The IEEE802.3 local area network standard represents the mainstream Ethernet standard in the industry, and the on-board Ethernet technology is developed on the basis of IEEE802.3, so the IEEE is currently the most important international standardization body for on-board Ethernet. In order to meet the requirements of the car, it involves the development of a number of new specifications and the revision of the original specifications within the two working groups of IEEE802 and 802.1, including PHY specifications, AVB specifications, and single-wire to data line power supply. In addition, AVB related to AV transmission, timing synchronization and other specifications also need to be standardized by other technical committees of IEEE, such as IEEE1722 and IEEE1588.
OPEN Alliance
The OPEN Industry Alliance was launched in November 2011 by Broadcom, NXP, and BMW to promote the application of Ethernet-based technology standards to in-car connectivity.

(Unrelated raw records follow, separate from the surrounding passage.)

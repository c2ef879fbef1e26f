//! Command-line front end for the todo collection.
//!
//! Each invocation loads the collection, applies one command, prints the
//! result, and flushes before exiting.

use anyhow::Context;
use clap::{Parser, Subcommand};
use std::sync::Arc;
use tasklist_core::environment::{SystemClock, UuidGenerator};
use todo::{
    telemetry, FileStorage, PersistenceGateway, TodoApp, TodoConfig, TodoEnvironment, TodoId,
};

#[derive(Parser, Debug)]
#[command(name = "todo", version, about = "Manage a short list of todos")]
struct Cli {
    #[command(subcommand)]
    command: Command,
}

#[derive(Subcommand, Debug)]
enum Command {
    /// Add a todo
    Add {
        /// Title, 1 to 30 characters
        title: String,
    },
    /// Mark a todo as finished
    Finish {
        /// Todo id
        id: String,
    },
    /// Delete a todo
    Delete {
        /// Todo id
        id: String,
    },
    /// List todos
    List,
}

#[tokio::main]
async fn main() -> anyhow::Result<()> {
    dotenvy::dotenv().ok();
    let config = TodoConfig::from_env();
    telemetry::init_tracing(&config.log_filter);

    let cli = Cli::parse();

    let storage = FileStorage::open(&config.data_dir).with_context(|| {
        format!("failed to open data directory {}", config.data_dir.display())
    })?;
    let persistence = PersistenceGateway::new(Arc::new(storage))
        .with_key(config.storage_key.clone())
        .with_debounce(config.persist_debounce());
    let env = TodoEnvironment::new(Arc::new(SystemClock), Arc::new(UuidGenerator), persistence)
        .with_max_unfinished(config.max_unfinished)
        .with_message_ttl(config.message_ttl());

    let app = TodoApp::open(env);

    match cli.command {
        Command::Add { title } => app.add_todo(title).await,
        Command::Finish { id } => app.finish_todo(&TodoId::new(id)).await,
        Command::Delete { id } => app.delete_todo(&TodoId::new(id)).await,
        Command::List => {},
    }

    app.flush().await;

    for todo in app.todos().await {
        let status = if todo.finished { "✓" } else { " " };
        println!(
            "[{status}] {}  {}  ({})",
            todo.id,
            todo.title,
            todo.created_at.format("%Y-%m-%d %H:%M")
        );
    }
    for message in app.messages().await {
        println!("{}: {}", message.kind, message.text);
    }

    Ok(())
}
//! Roles - The closed set of roles a player can be dealt
//!
//! `Role` is a plain tagged value: it carries the static attributes of a role
//! (faction, fortune result, localization keys) and hands out the matching
//! `RoleBehavior` for the hooks. Each behavior type only overrides the hooks
//! it cares about; everything else falls through to the no-op defaults.

mod neutral;
mod villager_team;
mod werewolf_team;

use std::str::FromStr;

use rand::seq::SliceRandom;
use rand::RngCore;
use serde::{Deserialize, Serialize};

use crate::domain::aggregates::Game;
use crate::domain::errors::GameError;
use crate::domain::value_objects::{Faction, PlayerId, PlayerStatus};

pub use neutral::{Fox, Teruteru};
pub use villager_team::{Bakery, Hunter, Medium, Nekomata, Seer, Villager};
pub use werewolf_team::{BlackCat, Madmate, Werewolf};

/// Night abilities a role performs. Declaration order is resolution order.
#[derive(Debug, Clone, Copy, PartialEq, Eq, PartialOrd, Ord, Hash, Serialize, Deserialize)]
pub enum NightAction {
    /// Shield a living player from the attack for this cycle
    Guard,
    /// Learn a living player's fortune result
    Divine,
    /// Learn the fortune result of the player executed the previous day
    Medium,
}

/// What a night ability did, told privately to the player who used it
#[derive(Debug, Clone, Copy, PartialEq, Eq)]
pub enum NightReport {
    Guarded { target: PlayerId },
    Divined { target: PlayerId, revealed: Faction },
    MediumRead { target: PlayerId, revealed: Faction },
}

/// State a hook may act on
pub struct HookContext<'a> {
    pub game: &'a mut Game,
    /// The player whose role owns the hook
    pub subject: PlayerId,
    /// The player whose action triggered the hook, if any
    pub actor: Option<PlayerId>,
    pub rng: &'a mut dyn RngCore,
}

/// Capability interface shared by every role
pub trait RoleBehavior: Send + Sync {
    /// Target selection this role performs each night
    fn night_action(&self) -> Option<NightAction> {
        None
    }

    /// Carry out the night action. `target` is the owner's pick, `None` when
    /// they chose nothing in time.
    fn on_night_action(
        &self,
        _ctx: &mut HookContext<'_>,
        _target: Option<PlayerId>,
    ) -> Result<Option<NightReport>, GameError> {
        Ok(None)
    }

    /// Called after a clairvoyant looked at the subject
    fn on_fortune_checked(&self, _ctx: &mut HookContext<'_>) -> Result<(), GameError> {
        Ok(())
    }

    /// Called after the night attack killed the subject
    fn on_killed(&self, _ctx: &mut HookContext<'_>) -> Result<(), GameError> {
        Ok(())
    }

    /// Called after the day vote executed the subject
    fn on_executed(&self, _ctx: &mut HookContext<'_>) -> Result<(), GameError> {
        Ok(())
    }
}

/// Take one random other survivor down with the subject
fn take_revenge(ctx: &mut HookContext<'_>) -> Result<(), GameError> {
    let candidates: Vec<PlayerId> = ctx
        .game
        .alive_player_ids()
        .into_iter()
        .filter(|id| *id != ctx.subject)
        .collect();

    match candidates.choose(&mut *ctx.rng) {
        Some(&target) => ctx.game.ability_kill(ctx.subject, target, PlayerStatus::Revenged),
        None => Ok(()),
    }
}

#[derive(Debug, Clone, Copy, PartialEq, Eq, Hash, Serialize, Deserialize)]
pub enum Role {
    Villager,
    Werewolf,
    Seer,
    Hunter,
    Medium,
    Bakery,
    Nekomata,
    Madmate,
    BlackCat,
    Fox,
    Teruteru,
}

impl Role {
    pub const ALL: [Role; 11] = [
        Role::Villager,
        Role::Werewolf,
        Role::Seer,
        Role::Hunter,
        Role::Medium,
        Role::Bakery,
        Role::Nekomata,
        Role::Madmate,
        Role::BlackCat,
        Role::Fox,
        Role::Teruteru,
    ];

    /// Unique key, also the localization key of the role name
    pub fn key(&self) -> &'static str {
        match self {
            Role::Villager => "Villager",
            Role::Werewolf => "Werewolf",
            Role::Seer => "Seer",
            Role::Hunter => "Hunter",
            Role::Medium => "Medium",
            Role::Bakery => "Bakery",
            Role::Nekomata => "Nekomata",
            Role::Madmate => "Madmate",
            Role::BlackCat => "BlackCat",
            Role::Fox => "Fox",
            Role::Teruteru => "Teruteru",
        }
    }

    /// The faction this role wins with
    pub fn faction(&self) -> Faction {
        match self {
            Role::Villager
            | Role::Seer
            | Role::Hunter
            | Role::Medium
            | Role::Bakery
            | Role::Nekomata => Faction::Villager,
            Role::Werewolf | Role::Madmate | Role::BlackCat => Faction::Werewolf,
            Role::Fox => Faction::Fox,
            Role::Teruteru => Faction::Teruteru,
        }
    }

    /// The faction a fortune check reports. Only real werewolves show up as such.
    pub fn fortune_result(&self) -> Faction {
        match self {
            Role::Werewolf => Faction::Werewolf,
            _ => Faction::Villager,
        }
    }

    pub fn description_key(&self) -> String {
        format!("{}Description", self.key())
    }

    pub fn win_condition_key(&self) -> &'static str {
        match self {
            Role::Madmate | Role::BlackCat => "MadmateWinCondition",
            _ => match self.faction() {
                Faction::Villager => "VillagerWinCondition",
                Faction::Werewolf => "WerewolfWinCondition",
                Faction::Fox => "FoxWinCondition",
                Faction::Teruteru => "TeruteruWinCondition",
            },
        }
    }

    /// Whether this role votes in the night attack and counts toward the
    /// attacking majority
    pub fn is_attacker(&self) -> bool {
        matches!(self, Role::Werewolf)
    }

    /// Whether the night attack can never kill this role
    pub fn is_kill_protected(&self) -> bool {
        matches!(self, Role::Fox)
    }

    /// Whether this role's survival overrides a main-faction win
    pub fn is_trickster(&self) -> bool {
        matches!(self, Role::Fox)
    }

    pub fn behavior(&self) -> &'static dyn RoleBehavior {
        match self {
            Role::Villager => &Villager,
            Role::Werewolf => &Werewolf,
            Role::Seer => &Seer,
            Role::Hunter => &Hunter,
            Role::Medium => &Medium,
            Role::Bakery => &Bakery,
            Role::Nekomata => &Nekomata,
            Role::Madmate => &Madmate,
            Role::BlackCat => &BlackCat,
            Role::Fox => &Fox,
            Role::Teruteru => &Teruteru,
        }
    }

    pub fn night_action(&self) -> Option<NightAction> {
        self.behavior().night_action()
    }
}

impl std::fmt::Display for Role {
    fn fmt(&self, f: &mut std::fmt::Formatter<'_>) -> std::fmt::Result {
        f.write_str(self.key())
    }
}

impl FromStr for Role {
    type Err = GameError;

    fn from_str(s: &str) -> Result<Self, Self::Err> {
        Role::ALL
            .iter()
            .copied()
            .find(|role| role.key().eq_ignore_ascii_case(s.trim()))
            .ok_or_else(|| GameError::UnknownRole(s.to_string()))
    }
}

#[cfg(test)]
mod tests {
    use super::*;

    #[test]
    fn test_parse_role_keys() {
        assert_eq!("Seer".parse::<Role>().unwrap(), Role::Seer);
        assert_eq!(" blackcat ".parse::<Role>().unwrap(), Role::BlackCat);
        assert_eq!(
            "Vampire".parse::<Role>(),
            Err(GameError::UnknownRole("Vampire".to_string()))
        );
    }

    #[test]
    fn test_disguised_roles_read_as_villagers() {
        for role in [Role::Madmate, Role::BlackCat, Role::Fox, Role::Teruteru] {
            assert_eq!(role.fortune_result(), Faction::Villager, "{}", role);
        }
        assert_eq!(Role::Werewolf.fortune_result(), Faction::Werewolf);
        assert_eq!(Role::Madmate.faction(), Faction::Werewolf);
    }

    #[test]
    fn test_only_werewolf_attacks() {
        let attackers: Vec<Role> = Role::ALL.iter().copied().filter(Role::is_attacker).collect();
        assert_eq!(attackers, vec![Role::Werewolf]);
    }

    #[test]
    fn test_night_actions() {
        assert_eq!(Role::Seer.night_action(), Some(NightAction::Divine));
        assert_eq!(Role::Hunter.night_action(), Some(NightAction::Guard));
        assert_eq!(Role::Medium.night_action(), Some(NightAction::Medium));
        assert_eq!(Role::Villager.night_action(), None);
        assert_eq!(Role::Werewolf.night_action(), None);
        assert!(NightAction::Guard < NightAction::Divine);
        assert!(NightAction::Divine < NightAction::Medium);
    }

    #[test]
    fn test_localization_keys() {
        assert_eq!(Role::Fox.description_key(), "FoxDescription");
        assert_eq!(Role::BlackCat.win_condition_key(), "MadmateWinCondition");
        assert_eq!(Role::Nekomata.win_condition_key(), "VillagerWinCondition");
    }
}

The main standardization goal is to develop a 100Mbit/s BroadR-R physical layer standard and develop OPEN interoperability requirements.
AUTOSAR
AUTOSAR is a consortium of automotive manufacturers, suppliers, and tool developers that aims to develop an open, standardized automotive software architecture, and the AUTOSAR specification already includes the automotive TCP/UDP/IP protocol stack.
AVnu
The AVnu Alliance was formed by Broadcom in collaboration with Cisco, Harman and Intel to promote the IEEE 802.1 AVB standard and the Time Synchronization Network (TSN) standard, establish a certification system, and address important technical and performance issues such as precise timing, real-time synchronization, bandwidth reservation, and traffic shaping.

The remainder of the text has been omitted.